Employers and insurers are “pushing more of the burden of healthcare expenses onto patients,” says Stacy Calvaruso, CHAM, system director of patient access at LCMC Health in New Orleans. “Unfortunately, this is having a negative impact on the healthcare community.”
Hospitals are increasingly depending on patient access to identify patients who don’t have adequate health insurance coverage and/or have high-deductible plans. “Organizations continue to see an upward trend of patients who are either deferring and/or forego healthcare services,” Calvaruso says.
Financial counseling continues to move to the front end. “The role of patient access is continuing to change,” Calvaruso says. “This is just one more step in the evolution of pushing revenue cycle to the front end.”
At Glenwood Springs, CO-based Valley View Hospital, patient access leaders expanded the hours of financial counselors and added another full-time financial counselor. The department also made changes to the financial brochure given to patients and updated its charity application.
Patient access manager Laura King adds, “We have our financial counselors visiting patients at the bedside in the ER after hours and on weekends.”

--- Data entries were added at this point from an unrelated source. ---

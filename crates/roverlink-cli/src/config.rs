//! Bridge configuration – reads/writes `~/.roverlink/config.toml`.

use std::fmt;
use std::fs;
use std::net::{IpAddr, SocketAddr};
use std::path::{Path, PathBuf};
use std::str::FromStr;
use std::time::Duration;

use roverlink_middleware::Framing;
use roverlink_middleware::framing::DEFAULT_MAX_PAYLOAD_BYTES;
use roverlink_runtime::{BridgeConfig, DEFAULT_PORT, DispatchTimeouts};
use roverlink_types::BridgeError;
use serde::{Deserialize, Serialize};

/// Which action client the bridge drives.
#[derive(Debug, Clone, Copy, PartialEq, Eq, Default, Serialize, Deserialize)]
#[serde(rename_all = "lowercase")]
pub enum ActionBackend {
    /// A ROS 2 action server behind `rosbridge_server`.
    #[default]
    Rosbridge,
    /// The in-process simulated action server.
    Sim,
}

impl fmt::Display for ActionBackend {
    fn fmt(&self, f: &mut fmt::Formatter<'_>) -> fmt::Result {
        match self {
            ActionBackend::Rosbridge => write!(f, "rosbridge"),
            ActionBackend::Sim => write!(f, "sim"),
        }
    }
}

impl FromStr for ActionBackend {
    type Err = BridgeError;

    fn from_str(s: &str) -> Result<Self, Self::Err> {
        match s.trim().to_ascii_lowercase().as_str() {
            "rosbridge" => Ok(ActionBackend::Rosbridge),
            "sim" => Ok(ActionBackend::Sim),
            other => Err(BridgeError::Config(format!("unknown action backend '{other}'"))),
        }
    }
}

/// Persisted bridge configuration.
#[derive(Debug, Clone, PartialEq, Serialize, Deserialize)]
pub struct Config {
    /// Interface the mission listener binds to.
    #[serde(default = "default_listen_host")]
    pub listen_host: String,

    /// TCP port for mission traffic.
    #[serde(default = "default_listen_port")]
    pub listen_port: u16,

    /// `end_of_stream` (production) or `newline` (diagnostic).
    #[serde(default)]
    pub framing: Framing,

    #[serde(default = "default_max_payload_bytes")]
    pub max_payload_bytes: usize,

    #[serde(default)]
    pub action_backend: ActionBackend,

    /// WebSocket URL of the rover's `rosbridge_server`.
    #[serde(default = "default_rosbridge_url")]
    pub rosbridge_url: String,

    #[serde(default = "default_action_name")]
    pub action_name: String,

    #[serde(default = "default_action_type")]
    pub action_type: String,

    /// Delay between action-server readiness probes.
    #[serde(default = "default_server_poll_interval_ms")]
    pub server_poll_interval_ms: u64,

    /// Give up waiting for the action server after this long. Unset waits
    /// forever.
    #[serde(default, skip_serializing_if = "Option::is_none")]
    pub server_wait_timeout_secs: Option<u64>,

    /// Give up waiting for a goal result after this long. Unset waits
    /// forever.
    #[serde(default, skip_serializing_if = "Option::is_none")]
    pub result_timeout_secs: Option<u64>,
}

fn default_listen_host() -> String {
    "0.0.0.0".to_string()
}
fn default_listen_port() -> u16 {
    DEFAULT_PORT
}
fn default_max_payload_bytes() -> usize {
    DEFAULT_MAX_PAYLOAD_BYTES
}
fn default_rosbridge_url() -> String {
    "ws://localhost:9090".to_string()
}
fn default_action_name() -> String {
    "/mission".to_string()
}
fn default_action_type() -> String {
    "nav_autonomy_interface/action/Mission".to_string()
}
fn default_server_poll_interval_ms() -> u64 {
    1000
}

impl Default for Config {
    fn default() -> Self {
        Self {
            listen_host: default_listen_host(),
            listen_port: default_listen_port(),
            framing: Framing::default(),
            max_payload_bytes: default_max_payload_bytes(),
            action_backend: ActionBackend::default(),
            rosbridge_url: default_rosbridge_url(),
            action_name: default_action_name(),
            action_type: default_action_type(),
            server_poll_interval_ms: default_server_poll_interval_ms(),
            server_wait_timeout_secs: None,
            result_timeout_secs: None,
        }
    }
}

impl Config {
    /// Convert into the runtime settings consumed by the bridge.
    ///
    /// # Errors
    ///
    /// Returns [`BridgeError::Config`] if `listen_host` is not an IP address.
    pub fn to_bridge_config(&self) -> Result<BridgeConfig, BridgeError> {
        let ip: IpAddr = self.listen_host.trim().parse().map_err(|e| {
            BridgeError::Config(format!("invalid listen_host '{}': {e}", self.listen_host))
        })?;
        Ok(BridgeConfig {
            listen_addr: SocketAddr::new(ip, self.listen_port),
            framing: self.framing,
            max_payload_bytes: self.max_payload_bytes,
            timeouts: DispatchTimeouts {
                server_wait: self.server_wait_timeout_secs.map(Duration::from_secs),
                result: self.result_timeout_secs.map(Duration::from_secs),
            },
        })
    }

    pub fn server_poll_interval(&self) -> Duration {
        Duration::from_millis(self.server_poll_interval_ms)
    }
}

/// Return the path to `~/.roverlink/config.toml`.
pub fn config_path() -> PathBuf {
    config_path_for_home(
        &std::env::var("HOME")
            .or_else(|_| std::env::var("USERPROFILE"))
            .unwrap_or_else(|_| ".".to_string()),
    )
}

pub(crate) fn config_path_for_home(home: &str) -> PathBuf {
    PathBuf::from(home).join(".roverlink").join("config.toml")
}

/// Load the config from disk with `ROVERLINK_*` overrides applied.
/// Returns `None` if the file does not exist.
pub fn load() -> Result<Option<Config>, BridgeError> {
    let mut cfg = load_from(&config_path())?;
    if let Some(cfg) = cfg.as_mut() {
        apply_env_overrides(cfg);
    }
    Ok(cfg)
}

pub(crate) fn load_from(path: &Path) -> Result<Option<Config>, BridgeError> {
    if !path.exists() {
        return Ok(None);
    }
    let raw = fs::read_to_string(path).map_err(|e| {
        BridgeError::Config(format!("failed to read config at {}: {e}", path.display()))
    })?;
    toml::from_str(&raw)
        .map(Some)
        .map_err(|e| BridgeError::Config(format!("failed to parse {}: {e}", path.display())))
}

/// Write `cfg` to `~/.roverlink/config.toml`, creating the directory.
pub fn save(cfg: &Config) -> Result<(), BridgeError> {
    save_to(cfg, &config_path())
}

pub(crate) fn save_to(cfg: &Config, path: &Path) -> Result<(), BridgeError> {
    if let Some(parent) = path.parent() {
        fs::create_dir_all(parent).map_err(|e| {
            BridgeError::Config(format!("failed to create {}: {e}", parent.display()))
        })?;
    }
    let raw = toml::to_string_pretty(cfg)
        .map_err(|e| BridgeError::Config(format!("failed to serialize config: {e}")))?;
    fs::write(path, raw).map_err(|e| {
        BridgeError::Config(format!("failed to write config at {}: {e}", path.display()))
    })
}

/// Apply `ROVERLINK_*` environment variable overrides to `cfg`.
///
/// | Variable | Config field |
/// |---|---|
/// | `ROVERLINK_LISTEN_HOST` | `listen_host` |
/// | `ROVERLINK_LISTEN_PORT` | `listen_port` |
/// | `ROVERLINK_FRAMING` | `framing` |
/// | `ROVERLINK_ACTION_BACKEND` | `action_backend` |
/// | `ROVERLINK_ROSBRIDGE_URL` | `rosbridge_url` |
/// | `ROVERLINK_ACTION_NAME` | `action_name` |
/// | `ROVERLINK_SERVER_WAIT_TIMEOUT_SECS` | `server_wait_timeout_secs` |
/// | `ROVERLINK_RESULT_TIMEOUT_SECS` | `result_timeout_secs` |
///
/// Values that fail to parse are ignored.
pub fn apply_env_overrides(cfg: &mut Config) {
    apply_overrides(cfg, |key| std::env::var(key).ok());
}

pub(crate) fn apply_overrides(cfg: &mut Config, lookup: impl Fn(&str) -> Option<String>) {
    if let Some(v) = lookup("ROVERLINK_LISTEN_HOST") {
        cfg.listen_host = v;
    }
    if let Some(port) = lookup("ROVERLINK_LISTEN_PORT").and_then(|v| v.parse().ok()) {
        cfg.listen_port = port;
    }
    if let Some(framing) = lookup("ROVERLINK_FRAMING").and_then(|v| v.parse().ok()) {
        cfg.framing = framing;
    }
    if let Some(backend) = lookup("ROVERLINK_ACTION_BACKEND").and_then(|v| v.parse().ok()) {
        cfg.action_backend = backend;
    }
    if let Some(v) = lookup("ROVERLINK_ROSBRIDGE_URL") {
        cfg.rosbridge_url = v;
    }
    if let Some(v) = lookup("ROVERLINK_ACTION_NAME") {
        cfg.action_name = v;
    }
    if let Some(secs) = lookup("ROVERLINK_SERVER_WAIT_TIMEOUT_SECS").and_then(|v| v.parse().ok()) {
        cfg.server_wait_timeout_secs = Some(secs);
    }
    if let Some(secs) = lookup("ROVERLINK_RESULT_TIMEOUT_SECS").and_then(|v| v.parse().ok()) {
        cfg.result_timeout_secs = Some(secs);
    }
}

Many patient access departments now handle price estimates, presumptive charity, and payment plans. “Organizations feel that with [financial counseling] being a part of the point-of-service collections program at registration, they will meet the requirement to widely publicize their financial assistance plan,” says Calvaruso.
Requiring payment before providing medically necessary care because of nonpayment of prior bills for care covered under the financial assistance policy is considered an extraordinary collection activity, according to recently updated 501(r) rules.
When collecting at the point of service, says Calvaruso, “an organization should have a mechanism to confirm a patient’s qualification of financial assistance at that time.” She says patient access should do the following:
- Maintain an accurate listing of patients who are approved for financial assistance and their specific dates.
- Have a method to quickly validate a patient’s continued qualification for financial assistance.
This validation might entail a medical credit scoring tool, says Calvaruso, or a “rapid review” process if patient access does manual assessments of a patient’s ability to pay. “Without the appropriate tools, patient access team members and financial counselors are unable to prevent non-compliance with the regulations,” warns Calvaruso.
- Review, and update if necessary, the financial assistance policy and application process.
If an organization is not using a presumptive charity tool, says Calvaruso, leaders should confirm that the workflow is closely monitored to ensure consistency with the approval and denial processes.
“A full listing of any and all available resources that a patient may have, as well as an attestation of income sources, is strongly encouraged,” says Calvaruso.